YOUR OBJECTIVE: If a line in the records below contains "OwnerId", copy that line.

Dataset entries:
== Segment start ==

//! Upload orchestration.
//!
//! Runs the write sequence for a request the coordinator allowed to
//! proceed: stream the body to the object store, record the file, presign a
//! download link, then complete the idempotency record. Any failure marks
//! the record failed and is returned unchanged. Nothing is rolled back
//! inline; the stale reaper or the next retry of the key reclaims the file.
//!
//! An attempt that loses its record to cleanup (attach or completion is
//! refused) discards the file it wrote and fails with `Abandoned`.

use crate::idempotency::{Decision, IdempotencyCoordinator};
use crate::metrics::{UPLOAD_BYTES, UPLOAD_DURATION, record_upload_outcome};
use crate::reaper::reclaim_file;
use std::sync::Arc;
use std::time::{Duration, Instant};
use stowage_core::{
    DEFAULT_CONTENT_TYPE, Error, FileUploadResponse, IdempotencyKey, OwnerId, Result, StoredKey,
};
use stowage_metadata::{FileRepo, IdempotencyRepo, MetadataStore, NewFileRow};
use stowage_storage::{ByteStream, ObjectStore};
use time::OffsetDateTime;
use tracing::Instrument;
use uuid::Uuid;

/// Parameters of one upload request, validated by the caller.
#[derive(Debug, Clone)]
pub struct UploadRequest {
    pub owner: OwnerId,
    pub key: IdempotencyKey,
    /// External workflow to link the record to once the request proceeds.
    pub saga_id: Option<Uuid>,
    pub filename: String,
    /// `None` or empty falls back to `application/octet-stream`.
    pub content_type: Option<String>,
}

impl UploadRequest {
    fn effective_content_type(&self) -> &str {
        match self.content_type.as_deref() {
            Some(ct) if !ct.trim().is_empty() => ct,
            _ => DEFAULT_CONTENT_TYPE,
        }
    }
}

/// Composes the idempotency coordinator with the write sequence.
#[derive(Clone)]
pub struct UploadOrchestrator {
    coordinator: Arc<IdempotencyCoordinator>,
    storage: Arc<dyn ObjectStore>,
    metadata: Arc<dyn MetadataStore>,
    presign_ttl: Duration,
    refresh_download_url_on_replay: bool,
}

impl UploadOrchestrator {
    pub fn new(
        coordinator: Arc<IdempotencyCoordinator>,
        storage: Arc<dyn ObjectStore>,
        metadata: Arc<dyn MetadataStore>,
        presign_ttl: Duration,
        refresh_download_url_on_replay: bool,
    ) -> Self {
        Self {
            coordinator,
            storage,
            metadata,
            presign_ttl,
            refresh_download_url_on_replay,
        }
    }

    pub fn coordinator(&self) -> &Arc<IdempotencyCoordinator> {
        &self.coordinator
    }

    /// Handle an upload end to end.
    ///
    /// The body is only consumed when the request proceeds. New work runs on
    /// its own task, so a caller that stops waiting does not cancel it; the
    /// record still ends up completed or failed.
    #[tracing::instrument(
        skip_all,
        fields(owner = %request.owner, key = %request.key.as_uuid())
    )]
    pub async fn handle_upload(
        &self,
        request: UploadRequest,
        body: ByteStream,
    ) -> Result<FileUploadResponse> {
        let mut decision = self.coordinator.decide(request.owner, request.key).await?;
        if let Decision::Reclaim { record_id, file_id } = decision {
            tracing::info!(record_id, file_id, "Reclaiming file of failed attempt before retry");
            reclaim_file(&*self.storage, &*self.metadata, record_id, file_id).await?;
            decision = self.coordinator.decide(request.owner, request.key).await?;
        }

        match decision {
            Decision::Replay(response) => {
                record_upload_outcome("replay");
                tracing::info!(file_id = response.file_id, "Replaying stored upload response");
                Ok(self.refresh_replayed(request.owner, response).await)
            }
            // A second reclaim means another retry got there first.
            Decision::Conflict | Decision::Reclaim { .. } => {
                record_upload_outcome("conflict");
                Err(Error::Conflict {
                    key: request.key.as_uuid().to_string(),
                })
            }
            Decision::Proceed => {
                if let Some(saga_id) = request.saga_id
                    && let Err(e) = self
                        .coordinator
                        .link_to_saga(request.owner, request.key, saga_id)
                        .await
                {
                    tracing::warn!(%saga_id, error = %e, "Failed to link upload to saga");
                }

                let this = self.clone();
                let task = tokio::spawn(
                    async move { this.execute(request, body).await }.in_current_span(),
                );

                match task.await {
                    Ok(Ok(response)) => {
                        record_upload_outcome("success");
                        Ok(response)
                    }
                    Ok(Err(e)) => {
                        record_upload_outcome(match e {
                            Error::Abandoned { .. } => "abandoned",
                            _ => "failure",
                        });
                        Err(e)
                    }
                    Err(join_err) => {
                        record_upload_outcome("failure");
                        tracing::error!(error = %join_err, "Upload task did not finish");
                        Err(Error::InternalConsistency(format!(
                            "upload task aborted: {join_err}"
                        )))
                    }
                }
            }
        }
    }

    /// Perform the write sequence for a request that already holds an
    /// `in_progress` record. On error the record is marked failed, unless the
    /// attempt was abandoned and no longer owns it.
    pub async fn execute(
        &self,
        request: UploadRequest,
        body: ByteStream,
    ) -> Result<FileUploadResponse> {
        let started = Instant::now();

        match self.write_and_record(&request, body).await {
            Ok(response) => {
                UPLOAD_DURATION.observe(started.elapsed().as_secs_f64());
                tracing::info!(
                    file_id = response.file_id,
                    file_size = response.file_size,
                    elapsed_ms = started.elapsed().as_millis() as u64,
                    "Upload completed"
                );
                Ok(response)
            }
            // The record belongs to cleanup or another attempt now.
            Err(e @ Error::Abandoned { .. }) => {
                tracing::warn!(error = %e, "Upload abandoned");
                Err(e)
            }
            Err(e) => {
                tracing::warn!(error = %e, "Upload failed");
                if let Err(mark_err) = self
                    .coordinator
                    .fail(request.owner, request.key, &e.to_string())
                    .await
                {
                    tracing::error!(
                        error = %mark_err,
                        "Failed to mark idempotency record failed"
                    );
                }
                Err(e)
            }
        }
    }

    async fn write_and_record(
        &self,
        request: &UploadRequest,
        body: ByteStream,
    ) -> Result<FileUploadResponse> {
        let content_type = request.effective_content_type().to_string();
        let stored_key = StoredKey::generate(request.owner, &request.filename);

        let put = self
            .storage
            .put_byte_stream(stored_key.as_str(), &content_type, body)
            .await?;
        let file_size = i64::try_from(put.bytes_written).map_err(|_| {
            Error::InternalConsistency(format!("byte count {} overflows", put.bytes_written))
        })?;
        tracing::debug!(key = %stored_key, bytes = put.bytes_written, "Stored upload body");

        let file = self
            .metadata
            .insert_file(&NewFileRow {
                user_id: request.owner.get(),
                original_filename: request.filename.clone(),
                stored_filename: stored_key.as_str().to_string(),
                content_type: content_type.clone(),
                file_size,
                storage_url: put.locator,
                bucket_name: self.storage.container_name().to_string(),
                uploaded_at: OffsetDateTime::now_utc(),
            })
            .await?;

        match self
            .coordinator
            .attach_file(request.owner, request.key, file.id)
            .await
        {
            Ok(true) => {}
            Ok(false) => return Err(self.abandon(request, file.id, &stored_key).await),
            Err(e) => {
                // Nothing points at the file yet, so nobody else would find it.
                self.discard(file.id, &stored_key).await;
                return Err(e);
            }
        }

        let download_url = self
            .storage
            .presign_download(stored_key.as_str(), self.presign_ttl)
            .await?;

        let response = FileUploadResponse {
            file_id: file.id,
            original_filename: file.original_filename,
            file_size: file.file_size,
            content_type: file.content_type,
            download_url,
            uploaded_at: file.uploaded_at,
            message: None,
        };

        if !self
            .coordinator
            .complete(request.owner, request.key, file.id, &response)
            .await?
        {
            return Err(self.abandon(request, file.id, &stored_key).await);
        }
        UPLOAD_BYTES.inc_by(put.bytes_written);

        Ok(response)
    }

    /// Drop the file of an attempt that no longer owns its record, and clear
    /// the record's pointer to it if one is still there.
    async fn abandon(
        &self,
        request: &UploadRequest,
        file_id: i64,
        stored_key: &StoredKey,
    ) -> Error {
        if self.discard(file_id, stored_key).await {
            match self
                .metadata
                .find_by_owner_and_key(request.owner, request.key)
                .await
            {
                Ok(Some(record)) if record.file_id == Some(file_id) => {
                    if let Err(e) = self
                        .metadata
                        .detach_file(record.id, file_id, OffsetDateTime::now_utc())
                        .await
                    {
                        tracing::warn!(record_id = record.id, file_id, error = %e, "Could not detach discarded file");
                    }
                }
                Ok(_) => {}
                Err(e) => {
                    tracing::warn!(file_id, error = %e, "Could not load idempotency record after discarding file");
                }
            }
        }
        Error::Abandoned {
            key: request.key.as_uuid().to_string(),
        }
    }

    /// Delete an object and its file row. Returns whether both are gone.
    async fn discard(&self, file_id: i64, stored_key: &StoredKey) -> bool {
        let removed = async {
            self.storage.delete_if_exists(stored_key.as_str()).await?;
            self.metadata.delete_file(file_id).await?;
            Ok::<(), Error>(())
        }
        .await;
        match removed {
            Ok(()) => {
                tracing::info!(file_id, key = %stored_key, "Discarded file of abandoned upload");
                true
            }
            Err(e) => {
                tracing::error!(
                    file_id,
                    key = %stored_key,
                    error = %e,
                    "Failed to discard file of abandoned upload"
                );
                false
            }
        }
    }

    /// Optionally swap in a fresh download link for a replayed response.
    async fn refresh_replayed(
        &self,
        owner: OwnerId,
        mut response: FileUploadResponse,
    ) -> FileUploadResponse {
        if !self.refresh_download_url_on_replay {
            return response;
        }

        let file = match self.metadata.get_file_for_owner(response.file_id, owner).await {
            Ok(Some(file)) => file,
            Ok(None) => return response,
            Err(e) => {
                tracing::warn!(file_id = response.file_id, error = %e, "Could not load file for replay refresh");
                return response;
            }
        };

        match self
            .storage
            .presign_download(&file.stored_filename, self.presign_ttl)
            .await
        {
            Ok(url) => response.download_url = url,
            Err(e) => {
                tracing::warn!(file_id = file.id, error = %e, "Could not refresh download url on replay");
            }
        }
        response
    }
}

== Segment end ==

TASK SOLUTION:
    DEFAULT_CONTENT_TYPE, Error, FileUploadResponse, IdempotencyKey, OwnerId, Result, StoredKey,
    pub owner: OwnerId,
        owner: OwnerId,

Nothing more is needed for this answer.